Whenever a line in the material below contains "Output", copy that line.

═════ TASK DATA ═════

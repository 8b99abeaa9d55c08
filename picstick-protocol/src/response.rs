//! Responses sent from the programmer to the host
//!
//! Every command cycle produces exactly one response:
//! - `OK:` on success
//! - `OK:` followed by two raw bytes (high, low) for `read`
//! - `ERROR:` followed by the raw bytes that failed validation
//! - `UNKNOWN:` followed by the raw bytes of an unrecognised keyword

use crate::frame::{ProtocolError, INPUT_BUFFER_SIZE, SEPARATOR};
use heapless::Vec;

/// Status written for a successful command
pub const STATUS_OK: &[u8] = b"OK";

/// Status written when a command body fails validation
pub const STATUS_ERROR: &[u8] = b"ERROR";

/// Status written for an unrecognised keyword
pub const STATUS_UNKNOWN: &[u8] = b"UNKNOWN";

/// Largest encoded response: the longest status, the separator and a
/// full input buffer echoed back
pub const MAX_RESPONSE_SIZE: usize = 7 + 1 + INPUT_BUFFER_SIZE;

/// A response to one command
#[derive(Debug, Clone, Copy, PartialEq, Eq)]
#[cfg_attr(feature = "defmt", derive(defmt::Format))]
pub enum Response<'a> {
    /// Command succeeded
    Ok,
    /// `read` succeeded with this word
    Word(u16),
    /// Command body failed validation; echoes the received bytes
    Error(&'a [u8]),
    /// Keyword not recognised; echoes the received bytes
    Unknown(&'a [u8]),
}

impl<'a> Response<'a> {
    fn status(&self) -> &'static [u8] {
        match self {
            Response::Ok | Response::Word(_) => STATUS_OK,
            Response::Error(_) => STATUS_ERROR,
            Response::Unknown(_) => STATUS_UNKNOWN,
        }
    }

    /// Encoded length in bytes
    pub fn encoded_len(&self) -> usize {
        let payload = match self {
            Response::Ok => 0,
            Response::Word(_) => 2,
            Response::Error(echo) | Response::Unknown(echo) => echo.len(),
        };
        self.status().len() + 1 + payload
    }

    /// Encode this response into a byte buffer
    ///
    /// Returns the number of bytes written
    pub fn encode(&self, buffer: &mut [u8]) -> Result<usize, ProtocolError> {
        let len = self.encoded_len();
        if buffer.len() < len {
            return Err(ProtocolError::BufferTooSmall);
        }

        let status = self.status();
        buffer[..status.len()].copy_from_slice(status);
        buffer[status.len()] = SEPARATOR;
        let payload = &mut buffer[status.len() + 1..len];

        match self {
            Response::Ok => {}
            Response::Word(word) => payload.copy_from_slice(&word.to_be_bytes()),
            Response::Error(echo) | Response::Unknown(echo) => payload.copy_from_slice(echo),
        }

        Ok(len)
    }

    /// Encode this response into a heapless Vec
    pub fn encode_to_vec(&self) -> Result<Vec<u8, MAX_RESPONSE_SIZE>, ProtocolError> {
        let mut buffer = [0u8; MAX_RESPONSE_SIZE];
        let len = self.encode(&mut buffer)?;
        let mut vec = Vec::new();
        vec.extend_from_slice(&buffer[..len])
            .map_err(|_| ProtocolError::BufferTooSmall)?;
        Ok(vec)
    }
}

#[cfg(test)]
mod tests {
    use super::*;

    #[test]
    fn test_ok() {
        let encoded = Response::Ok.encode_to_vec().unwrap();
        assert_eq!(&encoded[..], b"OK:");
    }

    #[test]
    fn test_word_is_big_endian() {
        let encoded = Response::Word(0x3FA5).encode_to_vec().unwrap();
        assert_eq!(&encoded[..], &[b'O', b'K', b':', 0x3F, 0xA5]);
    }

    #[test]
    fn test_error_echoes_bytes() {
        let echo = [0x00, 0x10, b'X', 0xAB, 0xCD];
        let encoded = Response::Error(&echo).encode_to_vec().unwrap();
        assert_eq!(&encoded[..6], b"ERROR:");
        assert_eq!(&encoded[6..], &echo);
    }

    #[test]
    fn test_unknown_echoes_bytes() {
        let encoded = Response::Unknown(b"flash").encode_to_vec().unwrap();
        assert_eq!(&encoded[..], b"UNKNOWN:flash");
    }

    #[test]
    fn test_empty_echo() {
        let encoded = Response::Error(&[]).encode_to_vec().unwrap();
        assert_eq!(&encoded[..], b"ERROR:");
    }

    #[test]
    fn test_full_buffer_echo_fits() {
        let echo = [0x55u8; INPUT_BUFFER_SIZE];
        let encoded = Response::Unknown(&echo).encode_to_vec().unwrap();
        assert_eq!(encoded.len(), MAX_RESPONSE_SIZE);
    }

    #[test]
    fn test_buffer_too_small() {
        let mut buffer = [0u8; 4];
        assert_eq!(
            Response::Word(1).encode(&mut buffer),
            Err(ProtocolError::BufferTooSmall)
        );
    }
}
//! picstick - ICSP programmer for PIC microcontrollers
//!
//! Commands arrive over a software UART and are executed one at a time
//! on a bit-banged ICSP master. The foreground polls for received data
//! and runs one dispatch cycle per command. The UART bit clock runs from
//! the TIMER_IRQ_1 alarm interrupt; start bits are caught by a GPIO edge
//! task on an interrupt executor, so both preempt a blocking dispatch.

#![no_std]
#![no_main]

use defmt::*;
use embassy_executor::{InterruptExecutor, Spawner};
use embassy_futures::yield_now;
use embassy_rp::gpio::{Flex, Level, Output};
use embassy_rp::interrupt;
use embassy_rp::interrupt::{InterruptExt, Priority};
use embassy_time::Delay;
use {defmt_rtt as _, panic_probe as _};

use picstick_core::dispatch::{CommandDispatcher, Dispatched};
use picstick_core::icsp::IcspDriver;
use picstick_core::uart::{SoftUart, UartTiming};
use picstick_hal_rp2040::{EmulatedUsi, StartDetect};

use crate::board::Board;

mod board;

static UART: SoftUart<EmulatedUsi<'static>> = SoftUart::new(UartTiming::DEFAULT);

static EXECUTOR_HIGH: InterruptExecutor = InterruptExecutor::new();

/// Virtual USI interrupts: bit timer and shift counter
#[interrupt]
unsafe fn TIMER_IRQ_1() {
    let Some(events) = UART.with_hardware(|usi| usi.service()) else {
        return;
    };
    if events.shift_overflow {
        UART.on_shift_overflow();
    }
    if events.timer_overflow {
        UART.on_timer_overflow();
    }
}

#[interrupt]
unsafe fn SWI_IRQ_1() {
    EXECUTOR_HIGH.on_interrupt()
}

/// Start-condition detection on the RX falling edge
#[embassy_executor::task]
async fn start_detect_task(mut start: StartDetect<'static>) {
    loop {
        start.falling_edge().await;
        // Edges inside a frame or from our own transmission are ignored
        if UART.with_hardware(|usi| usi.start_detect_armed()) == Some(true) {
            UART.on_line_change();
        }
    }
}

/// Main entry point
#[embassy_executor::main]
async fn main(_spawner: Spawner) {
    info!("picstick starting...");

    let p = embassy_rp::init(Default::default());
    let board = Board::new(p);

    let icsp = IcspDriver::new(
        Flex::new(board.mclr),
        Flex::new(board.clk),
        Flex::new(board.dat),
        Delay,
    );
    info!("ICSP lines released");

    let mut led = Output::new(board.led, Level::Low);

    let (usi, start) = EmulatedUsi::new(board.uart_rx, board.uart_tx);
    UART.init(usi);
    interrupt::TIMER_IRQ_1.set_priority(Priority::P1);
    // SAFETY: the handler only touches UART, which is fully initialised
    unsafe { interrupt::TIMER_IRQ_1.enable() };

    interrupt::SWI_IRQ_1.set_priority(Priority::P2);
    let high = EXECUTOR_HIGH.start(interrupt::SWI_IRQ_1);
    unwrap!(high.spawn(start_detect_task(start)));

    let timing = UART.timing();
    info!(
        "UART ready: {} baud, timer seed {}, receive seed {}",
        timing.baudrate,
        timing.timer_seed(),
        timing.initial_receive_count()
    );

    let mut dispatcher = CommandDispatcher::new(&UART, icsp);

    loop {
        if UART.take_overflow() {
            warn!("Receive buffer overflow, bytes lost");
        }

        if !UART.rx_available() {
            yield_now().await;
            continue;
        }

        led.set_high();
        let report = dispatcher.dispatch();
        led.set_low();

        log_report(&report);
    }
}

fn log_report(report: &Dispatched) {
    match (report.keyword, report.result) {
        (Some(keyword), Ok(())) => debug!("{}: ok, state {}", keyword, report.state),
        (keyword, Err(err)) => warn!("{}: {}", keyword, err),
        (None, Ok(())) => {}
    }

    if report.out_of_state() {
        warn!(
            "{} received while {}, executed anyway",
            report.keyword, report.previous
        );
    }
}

═════

» RESPONSE TO THE TASK:
use embassy_rp::gpio::{Flex, Level, Output};
    let mut led = Output::new(board.led, Level::Low);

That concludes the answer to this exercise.